Going through a divorce or legal separation can be expensive – emotionally and financially. One of the most contentious and difficult parts of ending a marriage can often be dividing you and your ex-partner's assets. There is plenty of protocol for splitting your checking and savings account but what about all your retirement savings? It turns out, the type of retirement plan determines the rules that apply. If you are nearing the dissolution of your marriage, it's a good idea to get educated on the process of dividing retirement accounts in a divorce.
QDRO vs. Transfer Incident Review
Different account types call for different paperwork. A Qualified Domestic Relations Order can ensure your 401(k) funds are distributed correctly. This is a legal document that divides an individual's retirement account with a spouse, ex-spouse or dependent, solidifying that each party has the right to a portion of the money. It eliminates any taxes or penalties from taking early distributions of the plan. Pensions and other employer-sponsored plans each require a separate QDRO. Individual retirement account funds require a transfer incident, which is also a tax-free movement of funds. It's important to ensure you adequately label your divisions so you do not get slammed by the IRS.
Federal, State & Local Laws
Governing bodies at different levels have separate laws regarding the treatment of property in relation to a marriage. Some states are equal distribution states, meaning the court evaluates factors like each spouse's financial situation, ability to earn income and the length of the marriage to reach a division that's fair to both parties. There are also community property states, which find that any assets gained during marriage are jointly owned by both spouses, regardless of who secured them. There are some exceptions if a prenuptial agreement was in place, but it's a good idea to brush up on federal, state and local laws before dividing your assets.
Beneficiary & Distribution Options
You can receive divorce retirement distributions by rolling the assets into your own retirement plan by requesting a direct transfer, defer taking a distribution until the account owner retires, or cash out your portion of the balance. No matter what you choose, be sure to add or update your beneficiaries. Your ex will likely not be one of them unless your divorce settlement requires it. If your children are going to be the primary beneficiaries, you may want to consider creating a revocable living trust that becomes the primary or secondary beneficiary of your account(s).
Assets With Tax Implications
Different types of retirement account come with different tax consequences. You contribute to 401(k)s, 403(b)s, and traditional IRAs pre-tax, while you contribute to Roth IRAs after you have paid income tax. This means that taking money out of certain accounts comes with tax implications and the amount in the account may not be the same as the amount you end up with. Choose carefully when deciding how to split your retirement savings.
If you and your ex-partner can still see eye to eye, consider working out the details yourselves.

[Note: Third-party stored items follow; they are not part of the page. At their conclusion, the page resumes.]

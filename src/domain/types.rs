//! Strongly-typed value objects used by domain entities.
//!
//! These wrappers enforce basic invariants (e.g., positive identifiers,
//! normalized/validated email, non-negative amounts) so that once a value
//! reaches the domain layer it can be treated as trusted.
use std::{ops::Deref, str::FromStr};

use phonenumber::{Mode, country, parse};
use serde::{Deserialize, Serialize};
use std::fmt::{Display, Formatter};
use thiserror::Error;
use validator::{ValidateEmail, ValidateUrl};

/// Errors produced when attempting to construct a constrained value object.
#[derive(Debug, Error, PartialEq, Eq)]
pub enum TypeConstraintError {
    /// Provided identifier is zero or negative.
    #[error("id must be greater than zero")]
    NonPositiveId,
    /// Provided email failed format validation.
    #[error("invalid email address")]
    InvalidEmail,
    /// Provided string contained no non-whitespace characters.
    #[error("value cannot be empty")]
    EmptyString,
    /// Provided value failed custom validation.
    #[error("invalid value: {0}")]
    InvalidValue(String),
    /// Phone number did not meet expected format.
    #[error("invalid phone number")]
    InvalidPhone,
    /// Provided url failed format validation.
    #[error("invalid url address")]
    InvalidUrl,
    /// Amount was negative or not a finite number.
    #[error("amount must be a non-negative number")]
    InvalidAmount,
}

/// Normalizes and validates an email string.
fn normalize_email<S: Into<String>>(email: S) -> Result<String, TypeConstraintError> {
    let normalized = email.into().trim().to_lowercase();
    if normalized.validate_email() {
        Ok(normalized)
    } else {
        Err(TypeConstraintError::InvalidEmail)
    }
}

/// Macro to generate lightweight newtypes for positive identifiers.
macro_rules! id_newtype {
    ($name:ident, $doc:expr) => {
        #[doc = $doc]
        #[derive(Clone, Copy, Debug, Serialize, Deserialize, PartialEq, Eq, Hash, PartialOrd, Ord)]
        pub struct $name(i32);

        impl $name {
            /// Creates a new identifier ensuring it is greater than zero.
            pub fn new(value: i32) -> Result<Self, TypeConstraintError> {
                if value > 0 {
                    Ok(Self(value))
                } else {
                    Err(TypeConstraintError::NonPositiveId)
                }
            }

            /// Returns the raw `i32` backing this identifier.
            pub const fn get(self) -> i32 {
                self.0
            }
        }

        impl Display for $name {
            fn fmt(&self, f: &mut Formatter<'_>) -> std::fmt::Result {
                write!(f, "{}", self.0)
            }
        }

        impl TryFrom<i32> for $name {
            type Error = TypeConstraintError;

            fn try_from(value: i32) -> Result<Self, Self::Error> {
                Self::new(value)
            }
        }

        impl From<$name> for i32 {
            fn from(value: $name) -> Self {
                value.0
            }
        }
    };
}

Coming up with a fair retirement asset division on your own can save you time, money and frustration as your marriage comes to an end. Just be sure you keep accurate, detailed records of this process so you have something to turn to down the line.
When dividing retirement assets in a divorce, it's important to understand the rules that are in place. If you need help sorting through asset division, you may want to consider bringing in a financial adviser.